Overall though, we did not find the performance limiting unless you are really pushing the hardware and without a discrete GPU onboard, this is not exactly a gaming laptop either. That said, it can still run some esports titles like CS:GO at lower or medium settings without much hassle.
Audio quality from the two down-firing speakers can be described as loud but not exactly clear at higher volumes. The Swift 3 can be used to play music and videos occasionally, but it is not really loud or clear enough to be the only speaker running a video presentation.
At the same time, we didn't find any experience breaking heating issue with the laptop and the machine can easily be used in varied environments and on surfaces. We tested the machine at full load and after a full 30 minutes, we saw the temperature reading even out around 80 degrees on the chip level. The laptop becomes fairly warm on the right side around the function keys F7-F12, but not really uncomfortable to use, keeping the temperatures below 40 degree Celsius. The good part is that even at full chat, we didn't see any throttling from the Intel CPU.
Then there is the battery life which offers 6-8 hours of mixed usage with browsing, streaming video content, typing, figuring out excel sheets and listening to music on the side. Hence providing better battery life than most 15.6-inch laptops out there and even better than some thin and light machines. In the PC battery test, the laptop was able to last for four hours and four minutes at full brightness, putting it above many many machines.
All-in-all then, the Acer Swift 3 is a complete laptop, covering all the essentials you would require a 60K laptop to provide. It is relatively thin and light, has the performance and the battery life is reliable. The best part is that Acer has not compromised on build quality and while the display could have been better, it is not something which will put anyone off.

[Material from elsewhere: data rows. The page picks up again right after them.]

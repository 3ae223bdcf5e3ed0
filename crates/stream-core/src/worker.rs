use crate::{
    cursor::RowCursor,
    error::CursorError,
    queue::QueueProducer,
    session::{FetchGuard, Fetched, IterationSession},
};
use std::{future::Future, sync::Arc};
use tracing::{debug, info, warn};

/// How a single fetch run ended.
#[derive(Debug)]
enum RunOutcome {
    /// The batch limit was reached and the cursor has more rows.
    Paused,
    /// The cursor has no more rows.
    Exhausted,
    Failed(CursorError),
    Cancelled,
    /// The consumer side went away.
    Abandoned,
}

impl IterationSession {
    /// One fetch run: moves at most `batch_limit` rows from the cursor into
    /// the channel. The guard releases the `Fetching` marker when the run
    /// returns or is dropped.
    pub(crate) async fn run_fetch(self: Arc<Self>, guard: FetchGuard) {
        let _guard = guard;
        let Some(producer) = self.producer() else {
            debug!(session = %self.id, "Row channel already closed, skipping fetch");
            return;
        };

        let run = self.metrics.increment_runs();
        let mut fetched = 0usize;

        let outcome = match self.cancellable(self.cursor.lock()).await {
            Some(mut cursor) => self.pull(&mut **cursor, &producer, &mut fetched).await,
            None => RunOutcome::Cancelled,
        };

        match outcome {
            RunOutcome::Paused => {
                debug!(session = %self.id, run, fetched, "Batch limit reached");
            }
            RunOutcome::Exhausted => {
                self.mark_finished();
                self.take_producer();
                info!(session = %self.id, run, fetched, "Result exhausted");
                self.release_cursor();
            }
            RunOutcome::Failed(err) => {
                self.metrics.increment_fetch_errors();
                self.mark_finished();
                warn!(session = %self.id, run, fetched, error = %err, "Fetch failed");
                // Recorded up front so the end of the stream carries it even if
                // the terminal item never reaches the channel.
                self.record_error(err.to_string());
                match self
                    .cancellable(producer.push(Fetched::Failed(err.to_string())))
                    .await
                {
                    Some(Ok(())) => {}
                    Some(Err(_)) => {
                        warn!(session = %self.id, "Row channel closed before the fetch error")
                    }
                    None => debug!(session = %self.id, "Fetch error dropped by cancellation"),
                }
                self.take_producer();
                self.release_cursor();
            }
            RunOutcome::Cancelled => {
                debug!(session = %self.id, run, fetched, "Fetch stopped by cancellation");
            }
            RunOutcome::Abandoned => {
                debug!(session = %self.id, run, fetched, "Row channel closed by consumer");
            }
        }
    }

    async fn pull(
        &self,
        cursor: &mut dyn RowCursor,
        producer: &QueueProducer<Fetched>,
        fetched: &mut usize,
    ) -> RunOutcome {
        let limit = self.options.batch_limit;

        loop {
            if self.state.is_closed() {
                return RunOutcome::Cancelled;
            }

            let has_next = match self.cancellable(cursor.has_next()).await {
                Some(has_next) => has_next,
                None => return RunOutcome::Cancelled,
            };

            // A full batch still asks the cursor once more, so a result whose
            // length is a multiple of the limit ends here instead of costing an
            // extra empty run.
            if *fetched == limit {
                return if has_next {
                    RunOutcome::Paused
                } else {
                    RunOutcome::Exhausted
                };
            }
            if !has_next {
                return RunOutcome::Exhausted;
            }

            let row = match self.cancellable(cursor.next()).await {
                Some(Ok(row)) => row,
                Some(Err(err)) => return RunOutcome::Failed(err),
                None => return RunOutcome::Cancelled,
            };

            // Backpressure point: waits while the channel is full.
            match self.cancellable(producer.push(Fetched::Row(row))).await {
                Some(Ok(())) => {}
                Some(Err(_)) => return RunOutcome::Abandoned,
                None => return RunOutcome::Cancelled,
            }

            *fetched += 1;
            self.metrics.increment_fetched(1);
        }
    }

    /// Races `fut` against cancellation of the session. Returns `None` when
    /// the session was cancelled first; the pending future is dropped.
    async fn cancellable<F: Future>(&self, fut: F) -> Option<F::Output> {
        tokio::select! {
            biased;
            _ = self.cancel.cancelled() => None,
            out = fut => Some(out),
        }
    }
}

Some compromises have been made in all this, like the smaller RAM and inferior SSD, but one needs to keep in mind that the Acer Swift 3 provides quite a lot at a very reasonable price.
The laptop has two main competitors, one is the Asus Vivobook S14 (Asus Vivobook S15 Review), build quality of which is inferior to this machine and then there is the HP Pavilion 14, which offers a GPU and an HDD storage but at a higher price tag.